## Work to be completed:
All records need to be reproduced exactly. Keep every word as it is.

## Data under study:
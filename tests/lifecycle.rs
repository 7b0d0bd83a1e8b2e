use chrono::{Duration, TimeZone, Utc};
use micro_lending_rs::{
    LendingConfig, LendingEngine, LendingError, LendingStore, LoanApplication, LoanFilter, LoanStatus, MemorySink,
    MemoryStore, Money, NotificationKind, Pagination, Recipient, Role, SafeTimeProvider, TimeSource,
    TransactionFilter, TransactionKind, UserId,
};
use pretty_assertions::assert_eq;
use rust_decimal_macros::dec;

struct Platform {
    engine: LendingEngine<MemoryStore>,
    time: SafeTimeProvider,
    admin: UserId,
    borrower: UserId,
    lender: UserId,
}

fn platform_with(config: LendingConfig) -> Platform {
    let time = SafeTimeProvider::new(TimeSource::Test(
        Utc.with_ymd_and_hms(2024, 1, 1, 0, 0, 0).unwrap()
    ));
    let engine = LendingEngine::new(MemoryStore::new(), config).unwrap();
    let admin = engine.register_user("Admin", "admin@example.com", Role::Admin, &time).unwrap().id;
    let borrower = engine.register_user("Priya", "priya@example.com", Role::Borrower, &time).unwrap().id;
    let lender = engine.register_user("Arjun", "arjun@example.com", Role::Lender, &time).unwrap().id;
    engine.verify_user(admin, borrower, true, &time).unwrap();

    Platform {
        engine,
        time,
        admin,
        borrower,
        lender,
    }
}

fn platform() -> Platform {
    platform_with(LendingConfig::standard())
}

fn application(amount: i64, rate: rust_decimal::Decimal, tenure: u32) -> LoanApplication {
    LoanApplication {
        amount: Money::from_major(amount),
        interest_rate: rate,
        tenure_months: tenure,
        purpose: "dairy cattle".to_string(),
        description: Some("two cows".to_string()),
    }
}

fn money(s: &str) -> Money {
    Money::from_str_exact(s).unwrap()
}

/// apply, approve and fund a loan
fn active_loan(p: &Platform, amount: i64, tenure: u32) -> micro_lending_rs::Loan {
    let loan = p
        .engine
        .apply(p.borrower, application(amount, dec!(12), tenure), &p.time)
        .unwrap()
        .value;
    p.engine.approve(p.admin, loan.id, None, &p.time).unwrap();
    p.engine.fund(p.lender, loan.id, &p.time).unwrap().value
}

#[test]
fn test_reference_loan_full_lifecycle() {
    let p = platform();
    p.engine.top_up(p.lender, Money::from_major(15_000), &p.time).unwrap();
    p.engine.top_up(p.borrower, Money::from_major(1_000), &p.time).unwrap();

    let loan = active_loan(&p, 12_000, 12);
    assert_eq!(loan.status, LoanStatus::Active);
    assert_eq!(loan.lender, Some(p.lender));
    assert_eq!(loan.emi, money("1066.19"));
    assert_eq!(loan.schedule.len(), 12);
    assert_eq!(loan.schedule[11].balance, Money::ZERO);
    assert_eq!(loan.schedule[11].amount, money("1066.14"));
    assert_eq!(loan.total_payable, money("12794.23"));
    assert_eq!(loan.total_interest, money("794.23"));
    assert_eq!(loan.remaining_amount, loan.total_payable);

    let borrower = p.engine.user(p.borrower).unwrap();
    assert_eq!(borrower.wallet, Money::from_major(13_000));
    assert_eq!(borrower.total_borrowed, Money::from_major(12_000));
    assert_eq!(borrower.active_loans_count, 1);
    let lender = p.engine.user(p.lender).unwrap();
    assert_eq!(lender.wallet, Money::from_major(3_000));
    assert_eq!(lender.total_funded, Money::from_major(12_000));

    for n in 1..=11 {
        let paid = p.engine.repay_next_installment(p.borrower, loan.id, &p.time).unwrap();
        assert_eq!(paid.value.installment.installment_no, n);
        assert!(!paid.value.late);
        assert_eq!(paid.notifications.len(), 2);
    }
    assert_eq!(p.engine.user(p.borrower).unwrap().active_loans_count, 1);

    let last = p.engine.repay_next_installment(p.borrower, loan.id, &p.time).unwrap();
    let loan = last.value.loan;
    assert_eq!(loan.status, LoanStatus::Completed);
    assert!(loan.completed_at.is_some());
    assert_eq!(loan.paid_amount, loan.total_payable);
    assert_eq!(loan.paid_amount, money("12794.23"));
    assert_eq!(loan.remaining_amount, Money::ZERO);
    assert_eq!(loan.progress(), 100);

    let kinds: Vec<NotificationKind> = last.notifications.iter().map(|n| n.kind).collect();
    assert_eq!(
        kinds,
        vec![
            NotificationKind::LoanFullyRepaid,
            NotificationKind::LoanFullyRepaid,
            NotificationKind::EmiPaid,
            NotificationKind::EmiReceived,
        ]
    );

    let borrower = p.engine.user(p.borrower).unwrap();
    assert_eq!(borrower.active_loans_count, 0);
    assert_eq!(borrower.wallet, money("205.77"));
    assert_eq!(borrower.total_repaid, money("12794.23"));
    assert_eq!(borrower.credit_score, 650 + 12 * 5);
    assert_eq!(borrower.credit_history.len(), 12);

    let lender = p.engine.user(p.lender).unwrap();
    assert_eq!(lender.wallet, money("15794.23"));
    assert_eq!(lender.total_returns, money("12794.23"));

    // nothing left to pay and the counter does not move again
    let err = p.engine.repay_next_installment(p.borrower, loan.id, &p.time).unwrap_err();
    assert!(matches!(
        err,
        LendingError::InvalidStateTransition {
            current: LoanStatus::Completed,
            ..
        }
    ));
    assert_eq!(p.engine.user(p.borrower).unwrap().active_loans_count, 0);
}
pub mod config;
pub mod credit;
pub mod decimal;
pub mod errors;
pub mod events;
pub mod ledger;
pub mod lending;
pub mod payments;
pub mod state;
pub mod store;
pub mod types;
pub mod views;

// re-export key types
pub use config::LendingConfig;
pub use credit::{CreditAction, CreditReport, CreditScorer};
pub use decimal::{Money, Rate};
pub use errors::{LendingError, Result};
pub use events::{
    Dispatcher, Event, MemorySink, Notification, NotificationKind, NotificationSink, Outbox, Recipient,
};
pub use ledger::{Transaction, TransferMemo, TransferReceipt, WalletLedger};
pub use lending::{LendingEngine, LoanApplication, Outcome, Repayment};
pub use payments::{calculate_emi, AmortizationSchedule, EmiQuote, Installment};
pub use state::{CreditHistoryEntry, Loan, User};
pub use store::{
    Committed, LendingStore, LoanFilter, MemoryStore, Page, Pagination, TransactionFilter, UnitOfWork,
    UserFilter,
};
pub use types::{
    Direction, InstallmentStatus, LoanId, LoanStatus, RiskScore, Role, TransactionId, TransactionKind,
    TransferKinds, UserId,
};
pub use views::{LoanView, ScheduleView, WalletView};

// re-export external dependencies that users will need
pub use chrono;
pub use hourglass_rs::{SafeTimeProvider, TimeSource};
pub use rust_decimal::Decimal;
pub use uuid::Uuid;
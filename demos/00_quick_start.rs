/// quick start - price a loan and print its repayment schedule
use micro_lending_rs::{calculate_emi, AmortizationSchedule, Money, Rate};
use chrono::Utc;

fn main() -> Result<(), Box<dyn std::error::Error>> {
    // 12,000 over 12 months at 12% a year
    let principal = Money::from_major(12_000);
    let rate = Rate::from_percentage(12);
    let quote = calculate_emi(principal, rate, 12)?;

    println!("emi:            {}", quote.emi);
    println!("total payable:  {}", quote.total_payable);
    println!("total interest: {}", quote.total_interest);

    let schedule = AmortizationSchedule::generate(principal, rate, 12, quote.emi, Utc::now())?;
    for row in &schedule.installments {
        println!(
            "  #{:>2} {}  interest {:>8}  principal {:>8}  balance {:>9}",
            row.installment_no,
            row.due_date.format("%Y-%m-%d"),
            row.interest,
            row.principal,
            row.balance
        );
    }

    Ok(())
}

## Your solution:
filename tests/lifecycle.rs
repository 7b0d0bd83a1e8b2e
use chrono::{Duration, TimeZone, Utc};
use micro_lending_rs::{
    LendingConfig, LendingEngine, LendingError, LendingStore, LoanApplication, LoanFilter, LoanStatus, MemorySink,
    MemoryStore, Money, NotificationKind, Pagination, Recipient, Role, SafeTimeProvider, TimeSource,
    TransactionFilter, TransactionKind, UserId,
};
use pretty_assertions::assert_eq;
use rust_decimal_macros::dec;

struct Platform {
    engine: LendingEngine<MemoryStore>,
    time: SafeTimeProvider,
    admin: UserId,
    borrower: UserId,
    lender: UserId,
}

fn platform_with(config: LendingConfig) -> Platform {
    let time = SafeTimeProvider::new(TimeSource::Test(
        Utc.with_ymd_and_hms(2024, 1, 1, 0, 0, 0).unwrap()
    ));
    let engine = LendingEngine::new(MemoryStore::new(), config).unwrap();
    let admin = engine.register_user("Admin", "admin@example.com", Role::Admin, &time).unwrap().id;
    let borrower = engine.register_user("Priya", "priya@example.com", Role::Borrower, &time).unwrap().id;
    let lender = engine.register_user("Arjun", "arjun@example.com", Role::Lender, &time).unwrap().id;
    engine.verify_user(admin, borrower, true, &time).unwrap();

    Platform {
        engine,
        time,
        admin,
        borrower,
        lender,
    }
}

fn platform() -> Platform {
    platform_with(LendingConfig::standard())
}

fn application(amount: i64, rate: rust_decimal::Decimal, tenure: u32) -> LoanApplication {
    LoanApplication {
        amount: Money::from_major(amount),
        interest_rate: rate,
        tenure_months: tenure,
        purpose: "dairy cattle".to_string(),
        description: Some("two cows".to_string()),
    }
}

fn money(s: &str) -> Money {
    Money::from_str_exact(s).unwrap()
}

/// apply, approve and fund a loan
fn active_loan(p: &Platform, amount: i64, tenure: u32) -> micro_lending_rs::Loan {
    let loan = p
        .engine
        .apply(p.borrower, application(amount, dec!(12), tenure), &p.time)
        .unwrap()
        .value;
    p.engine.approve(p.admin, loan.id, None, &p.time).unwrap();
    p.engine.fund(p.lender, loan.id, &p.time).unwrap().value
}

#[test]
fn test_reference_loan_full_lifecycle() {
    let p = platform();
    p.engine.top_up(p.lender, Money::from_major(15_000), &p.time).unwrap();
    p.engine.top_up(p.borrower, Money::from_major(1_000), &p.time).unwrap();

    let loan = active_loan(&p, 12_000, 12);
    assert_eq!(loan.status, LoanStatus::Active);
    assert_eq!(loan.lender, Some(p.lender));
    assert_eq!(loan.emi, money("1066.19"));
    assert_eq!(loan.schedule.len(), 12);
    assert_eq!(loan.schedule[11].balance, Money::ZERO);
    assert_eq!(loan.schedule[11].amount, money("1066.14"));
    assert_eq!(loan.total_payable, money("12794.23"));
    assert_eq!(loan.total_interest, money("794.23"));
    assert_eq!(loan.remaining_amount, loan.total_payable);

    let borrower = p.engine.user(p.borrower).unwrap();
    assert_eq!(borrower.wallet, Money::from_major(13_000));
    assert_eq!(borrower.total_borrowed, Money::from_major(12_000));
    assert_eq!(borrower.active_loans_count, 1);
    let lender = p.engine.user(p.lender).unwrap();
    assert_eq!(lender.wallet, Money::from_major(3_000));
    assert_eq!(lender.total_funded, Money::from_major(12_000));

    for n in 1..=11 {
        let paid = p.engine.repay_next_installment(p.borrower, loan.id, &p.time).unwrap();
        assert_eq!(paid.value.installment.installment_no, n);
        assert!(!paid.value.late);
        assert_eq!(paid.notifications.len(), 2);
    }
    assert_eq!(p.engine.user(p.borrower).unwrap().active_loans_count, 1);

    let last = p.engine.repay_next_installment(p.borrower, loan.id, &p.time).unwrap();
    let loan = last.value.loan;
    assert_eq!(loan.status, LoanStatus::Completed);
    assert!(loan.completed_at.is_some());
    assert_eq!(loan.paid_amount, loan.total_payable);
    assert_eq!(loan.paid_amount, money("12794.23"));
    assert_eq!(loan.remaining_amount, Money::ZERO);
    assert_eq!(loan.progress(), 100);

    let kinds: Vec<NotificationKind> = last.notifications.iter().map(|n| n.kind).collect();
    assert_eq!(
        kinds,
        vec![
            NotificationKind::LoanFullyRepaid,
            NotificationKind::LoanFullyRepaid,
            NotificationKind::EmiPaid,
            NotificationKind::EmiReceived,
        ]
    );

    let borrower = p.engine.user(p.borrower).unwrap();
    assert_eq!(borrower.active_loans_count, 0);
    assert_eq!(borrower.wallet, money("205.77"));
    assert_eq!(borrower.total_repaid, money("12794.23"));
    assert_eq!(borrower.credit_score, 650 + 12 * 5);
    assert_eq!(borrower.credit_history.len(), 12);

    let lender = p.engine.user(p.lender).unwrap();
    assert_eq!(lender.wallet, money("15794.23"));
    assert_eq!(lender.total_returns, money("12794.23"));

    // nothing left to pay and the counter does not move again
    let err = p.engine.repay_next_installment(p.borrower, loan.id, &p.time).unwrap_err();
    assert!(matches!(
        err,
        LendingError::InvalidStateTransition {
            current: LoanStatus::Completed,
            ..
        }
    ));
    assert_eq!(p.engine.user(p.borrower).unwrap().active_loans_count, 0);
}
pub mod config;
pub mod credit;
pub mod decimal;
pub mod errors;
pub mod events;
pub mod ledger;
pub mod lending;
pub mod payments;
pub mod state;
pub mod store;
pub mod types;
pub mod views;

// re-export key types
pub use config::LendingConfig;
pub use credit::{CreditAction, CreditReport, CreditScorer};
pub use decimal::{Money, Rate};
pub use errors::{LendingError, Result};
pub use events::{
    Dispatcher, Event, MemorySink, Notification, NotificationKind, NotificationSink, Outbox, Recipient,
};
pub use ledger::{Transaction, TransferMemo, TransferReceipt, WalletLedger};
pub use lending::{LendingEngine, LoanApplication, Outcome, Repayment};
pub use payments::{calculate_emi, AmortizationSchedule, EmiQuote, Installment};
pub use state::{CreditHistoryEntry, Loan, User};
pub use store::{
    Committed, LendingStore, LoanFilter, MemoryStore, Page, Pagination, TransactionFilter, UnitOfWork,
    UserFilter,
};
pub use types::{
    Direction, InstallmentStatus, LoanId, LoanStatus, RiskScore, Role, TransactionId, TransactionKind,
    TransferKinds, UserId,
};
pub use views::{LoanView, ScheduleView, WalletView};

// re-export external dependencies that users will need
pub use chrono;
pub use hourglass_rs::{SafeTimeProvider, TimeSource};
pub use rust_decimal::Decimal;
pub use uuid::Uuid;
filename demos/00_quick_start.rs
/// quick start - price a loan and print its repayment schedule
use micro_lending_rs::{calculate_emi, AmortizationSchedule, Money, Rate};
use chrono::Utc;

fn main() -> Result<(), Box<dyn std::error::Error>> {
    // 12,000 over 12 months at 12% a year
    let principal = Money::from_major(12_000);
    let rate = Rate::from_percentage(12);
    let quote = calculate_emi(principal, rate, 12)?;

    println!("emi:            {}", quote.emi);
    println!("total payable:  {}", quote.total_payable);
    println!("total interest: {}", quote.total_interest);

    let schedule = AmortizationSchedule::generate(principal, rate, 12, quote.emi, Utc::now())?;
    for row in &schedule.installments {
        println!(
            "  #{:>2} {}  interest {:>8}  principal {:>8}  balance {:>9}",
            row.installment_no,
            row.due_date.format("%Y-%m-%d"),
            row.interest,
            row.principal,
            row.balance
        );
    }

    Ok(())
}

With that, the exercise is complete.